Aulanews.id – Puluhan mahasiswa yang mengatasnamakan diri dari Aliansi Mahasiswa untuk Demokrasi menggelar aksi unjuk rasa di depan Gedung Mahkamah Konstitusi (MK) pada Ahad (15/10/2023). Mereka menyebut kepanjangan dari MK adalah Mahkamah Keluarga.
“MK, K-nya Keluarga. Mahkamah Keluarga. Menurut kami iya seperti itu. Karena tidak adanya integritas yang terjadi, karena banyak sekali intervensi-intervensi yang terjadi oleh MK ini,” ujar Koordinator aksi, Akhmad Husni saat ditemui usai aksi di depan Gedung MK, Jakarta, Ahad (15/10/2023).
Aksi ini terkait dengan putusan uji materiil Pasal 169 huruf q UU Pemilu tentang batas usia minimal capres-cawapres yang bakal diputus MK pada Senin (16/10/2023). Akhmad kemudian menyinggung hubungan kekerabatan Ketua MK Anwar Usman dengan keluarga Presiden Joko Widodo (Jokowi). Ia menyoroti posisi Kaesang Pangarep sebagai salah satu pimpinan partai yang mengajukan gugatan di MK.
“Gugatan tersebut tertuju untuk kepentingan politik dari salah satu anak Presiden Jokowi yang mana gugatan tersebut mendapatkan jalan mudah di MK hingga sampai pada putusan di MK besok Senin. Maka, kami menilai Mahkamah Konstitusi telah menjadi Mahkamah Keluarga,” jelas Akhmad.

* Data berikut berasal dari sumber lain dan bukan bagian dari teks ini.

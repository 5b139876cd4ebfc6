//! Configuration type definitions

use std::path::Path;

use serde::{Deserialize, Serialize};

use crate::error::{PhoneTreeError, PhoneTreeResult};

use super::loader::{self, ConfigWarning};

/// Text the engine shows on its own behalf.
#[derive(Debug, Clone, PartialEq, Eq, Serialize, Deserialize)]
pub struct Prompts {
    /// Line shown above the numbered option list
    #[serde(default = "default_select")]
    pub select: String,

    /// Replaces the prompt after input that matched nothing
    #[serde(default = "default_invalid")]
    pub invalid: String,

    /// Label of the synthesized entry leading to the parent menu
    #[serde(default = "default_back")]
    pub back: String,

    /// Label of the synthesized entry ending the session
    #[serde(default = "default_exit")]
    pub exit: String,
}

impl Default for Prompts {
    fn default() -> Self {
        Self {
            select: default_select(),
            invalid: default_invalid(),
            back: default_back(),
            exit: default_exit(),
        }
    }
}

fn default_select() -> String {
    "Please select an option:".to_string()
}

fn default_invalid() -> String {
    "Invalid option, please try again.".to_string()
}

fn default_back() -> String {
    "Return to previous menu".to_string()
}

fn default_exit() -> String {
    "Exit".to_string()
}

/// Fuzzy matching configuration
#[derive(Debug, Clone, Copy, PartialEq, Serialize, Deserialize)]
pub struct MatchingConfig {
    /// Minimum similarity for a label or index to count as a match
    #[serde(default = "default_threshold")]
    pub threshold: f64,
}

impl Default for MatchingConfig {
    fn default() -> Self {
        Self {
            threshold: default_threshold(),
        }
    }
}

pub(crate) fn default_threshold() -> f64 {
    0.5
}

/// Main configuration structure
#[derive(Debug, Clone, PartialEq, Serialize, Deserialize, Default)]
pub struct Config {
    #[serde(default)]
    pub prompts: Prompts,

    #[serde(default)]
    pub matching: MatchingConfig,
}

impl Config {
    /// Load configuration from a TOML file
    pub fn load(path: &Path) -> PhoneTreeResult<Self> {
        let (config, _warnings) = loader::load_with_warnings(path)?;
        Ok(config)
    }

    /// Load configuration and collect non-fatal warnings (e.g. unknown keys).
    pub fn load_with_warnings(path: &Path) -> PhoneTreeResult<(Self, Vec<ConfigWarning>)> {
        loader::load_with_warnings(path)
    }

    /// Load the explicit file, else the user config, else defaults.
    ///
    /// Environment overrides are applied and the result is validated.
    pub fn discover(explicit: Option<&Path>) -> PhoneTreeResult<(Self, Vec<ConfigWarning>)> {
        loader::discover(explicit)
    }

    /// Apply environment variable overrides (PHONETREE_* prefix)
    pub fn with_env_overrides(self) -> Self {
        loader::with_env_overrides(self)
    }

    /// Reject values the engine cannot work with.
    pub fn validate(&self) -> PhoneTreeResult<()> {
        let threshold = self.matching.threshold;
        if !(0.0..=1.0).contains(&threshold) {
            return Err(PhoneTreeError::InvalidValue {
                key: "matching.threshold".to_string(),
                message: format!("{threshold} is outside 0.0..=1.0"),
            });
        }
        Ok(())
    }
}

Menurut Akhmad, relasi hubungan keluarga pada tubuh eksekutif dengan yudikatif menjadi relasi kuasa yang dapat mencederai lembaga negara yang seharusnya netral dan berintegritas. Karenanya, Akhmad mengatakan kehadiran mereka memastikan check and balance harus tetap berjalan untuk menjaga iklim demokrasi yang sehat.
Adapun para mahasiswa membawa tiga tuntutan dalam aksi kali ini, yakni pertama, menuntut untuk MK tetap menjaga netralitas dan integritas menjelang Pemilu 2024. Lalu, menolak segala bentuk intervensi politik terhadap MK. Selain itu, menolak adanya dinasti politik yang terjadi.
Aksi ini berlangsung damai dan dalam waktu singkat. Dia mengklaim aksi kali ini adalah aksi awal untuk memantik aksi selanjutnya. Akhmad menyebut pihaknya tengah berkonsolidasi untuk menggelar aksi saat putusan besok.
Sebelumnya, ada pula aksi senada dari Perhimpunan Mahasiswa Hukum Indonesia (Permahi). Mereka meminta agar Hakim MK tidak terintervensi kepentingan politik. Puluhan mahasiswa itu mengingatkan hakim MK agar tidak ‘masuk angin’ terkait putusannya besok.
“Kami ingin mengingatkan bahwasannya Hakim MK tidak tugasnya untuk membentuk Undang-Undang. Tetapi legislator, DPR dan Pemerintah yang tugasnya seperti itu,” kata Samsul.